I'm not sure where to put it (like in paper or the software docs), but yes definitely I can index data at the real-world level (50k+ unique files from ~1000 projects) and let you know about the latency (which would probably be performed directly over the server with the API, to not effected by other factors). I have a few examples where Reiz is used in the development of CPython (to collect data, e.g whether to deprecate a usage or not / checking out how many arguments have annotations separated across lines for a new feature), and I intend to use those queries in the benchmarks (let me know if you have any extra queries that you want me to add to that list). It would be a bit hard to compare it with other providers (just like we did at the evaluation), though it might help to validate the point of at scale.

(Something like algorithms, complexity analysis would be fine. Just for reference.)

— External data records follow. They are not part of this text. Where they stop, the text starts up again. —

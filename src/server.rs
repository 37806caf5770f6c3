//! Thin HTTP surface over the core operations.
//!
//! Handlers validate parameters and delegate; no translation or aggregation
//! logic lives here. The only hard error a caller can trigger is an
//! unsupported language code (400); upstream failures have already been
//! absorbed by the core.

use axum::extract::{Path, Query, State};
use axum::http::StatusCode;
use axum::routing::get;
use axum::{Json, Router};
use serde::{Deserialize, Serialize};
use tower_http::trace::TraceLayer;
use tracing::error;

use crate::aggregator::{AggregationResult, Aggregator};
use crate::areas;
use crate::guide::{SafetyGuide, SafetyGuideGenerator};
use crate::language::{Language, LanguageRegistry};
use crate::translator::HybridTranslator;
use crate::warnings::{Severity, WarningRecord, WarningService};

#[derive(Clone)]
pub struct AppState {
    pub translator: HybridTranslator,
    pub warnings: WarningService,
    pub aggregator: Aggregator<WarningService>,
    pub guides: SafetyGuideGenerator,
}

pub fn router(state: AppState) -> Router {
    Router::new()
        .route("/health", get(health))
        .route("/languages", get(languages))
        .route("/translate", get(translate))
        .route("/warnings", get(all_warnings))
        .route("/warnings/:area_code", get(area_warnings))
        .route("/guide", get(safety_guide))
        .layer(TraceLayer::new_for_http())
        .with_state(state)
}

type ApiError = (StatusCode, String);

fn parse_language(code: &str) -> Result<Language, ApiError> {
    Language::from_code(code).map_err(|e| (StatusCode::BAD_REQUEST, e.to_string()))
}

#[derive(Debug, Serialize)]
struct HealthResponse {
    status: &'static str,
    service: &'static str,
    version: &'static str,
    timestamp: String,
}

async fn health() -> Json<HealthResponse> {
    Json(HealthResponse {
        status: "ok",
        service: "bousai-alert",
        version: env!("CARGO_PKG_VERSION"),
        timestamp: chrono::Utc::now().to_rfc3339(),
    })
}

#[derive(Debug, Serialize)]
struct LanguageEntry {
    code: &'static str,
    name: &'static str,
    native_name: &'static str,
}

async fn languages() -> Json<Vec<LanguageEntry>> {
    let entries = LanguageRegistry::get()
        .list_all()
        .into_iter()
        .map(|config| LanguageEntry {
            code: config.code,
            name: config.name,
            native_name: config.native_name,
        })
        .collect();
    Json(entries)
}

#[derive(Debug, Deserialize)]
struct TranslateParams {
    text: String,
    lang: String,
}

#[derive(Debug, Serialize)]
struct TranslatedMessage {
    original: String,
    translated: String,
    source_lang: &'static str,
    target_lang: &'static str,
}

async fn translate(
    State(state): State<AppState>,
    Query(params): Query<TranslateParams>,
) -> Result<Json<TranslatedMessage>, ApiError> {
    let language = parse_language(&params.lang)?;
    let translated = state.translator.translate(&params.text, language).await;

    Ok(Json(TranslatedMessage {
        original: params.text,
        translated,
        source_lang: Language::source().code(),
        target_lang: language.code(),
    }))
}

#[derive(Debug, Deserialize)]
struct WarningsParams {
    #[serde(default = "default_lang")]
    lang: String,
    /// Drop records below this severity (e.g. "extreme" for the special
    /// warnings banner)
    #[serde(default)]
    min_severity: Option<String>,
}

fn default_lang() -> String {
    "ja".to_string()
}

fn parse_min_severity(params: &WarningsParams) -> Result<Option<Severity>, ApiError> {
    match params.min_severity.as_deref() {
        None => Ok(None),
        Some(raw) => Severity::parse(raw).map(Some).ok_or_else(|| {
            (
                StatusCode::BAD_REQUEST,
                format!("Unknown severity: '{}'", raw),
            )
        }),
    }
}

async fn area_warnings(
    State(state): State<AppState>,
    Path(area_code): Path<String>,
    Query(params): Query<WarningsParams>,
) -> Result<Json<Vec<WarningRecord>>, ApiError> {
    let language = parse_language(&params.lang)?;
    if !areas::is_valid_area_code(&area_code) {
        return Err((
            StatusCode::BAD_REQUEST,
            format!("Unknown area code: '{}'", area_code),
        ));
    }

    // A failed upstream fetch degrades to an empty list for this area; the
    // nationwide endpoint reports per-area errors instead.
    match state.warnings.get_warnings(&area_code, language).await {
        Ok(records) => Ok(Json(records)),
        Err(e) => {
            error!("Warning fetch for {} failed: {}", area_code, e);
            Ok(Json(Vec::new()))
        }
    }
}

async fn all_warnings(
    State(state): State<AppState>,
    Query(params): Query<WarningsParams>,
) -> Result<Json<AggregationResult>, ApiError> {
    let language = parse_language(&params.lang)?;
    let minimum = parse_min_severity(&params)?;

    let mut result = state.aggregator.aggregate(language).await;
    if let Some(minimum) = minimum {
        result.records = result
            .at_least(minimum)
            .into_iter()
            .cloned()
            .collect();
    }
    Ok(Json(result))
}

#[derive(Debug, Deserialize)]
struct GuideParams {
    #[serde(rename = "type")]
    disaster_type: String,
    #[serde(default = "default_lang")]
    lang: String,
    location: Option<String>,
    #[serde(default)]
    severity: Option<String>,
}

async fn safety_guide(
    State(state): State<AppState>,
    Query(params): Query<GuideParams>,
) -> Result<Json<SafetyGuide>, ApiError> {
    let language = parse_language(&params.lang)?;
    let severity = params
        .severity
        .as_deref()
        .map(Severity::from_str_or_medium)
        .unwrap_or(Severity::Medium);

    let guide = state
        .guides
        .generate(
            &params.disaster_type,
            language,
            params.location.as_deref(),
            severity,
        )
        .await;
    Ok(Json(guide))
}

at scale term originated from the fact that for other tools that tried to do the same (search source code directly on AST, but not as in the manner of 'search engine') performed worse compared to Reiz when you'd run them on a giant dataset (50k files for example).

There is a small 'internal use' utility under Reiz called ./scripts/debug_query.py which prints out the AST and IR for the given query (it requires to be installed in full mode, with the configuration being set). It is helpful when you want to see the complexity of a single query. Here is a simple example, and here is the generated IR of the most complex query that I have. The complexity increases by the number of 'checks' you are performing. I don't think it would make sense to put this into the scale of big-O, though abstract implementation tries to be as linear as possible. It used to create a new block every time you used some of the advanced matches, but now they are all flattened out thanks to https://github.com/reizio/reiz.io/pull/12.

yuhc commented 3 years ago

Seems there are some misunderstandings of "at scale". Reiz is a good tool, and I just wanted to know whether its title is a bit overstated.

This spans from the actual downloading of the projects to generate a one-time node-tag

That's the concern. How long does it take to generate a dataset for 1k projects, 100k, 1M, 10M...? 50k files, 500k, 5M, 50M...? 50k files and 1k projects are of small scale to be honest. In most cases, the generation/update also has to be done on-line for a search engine, but that is out of scope.

I'm not sure where to put it (like in paper or the software docs)

Most framework- or system-level software has performance analysis reports in their documentation (for example, a "Performance" page in https://reizio.readthedocs.io/en/latest/reizql.html). I will not doubt its importance, but I do not force you to measure the performance at this moment as reiz is not yet a production-ready system. I am pretty sure you will need it in the future.

but yes definitely I can index data at the real-world level (50k+ unique files from ~1000 projects) and let you know about the latency (which would probably be performed directly over the server with the API, to not effected by other factors).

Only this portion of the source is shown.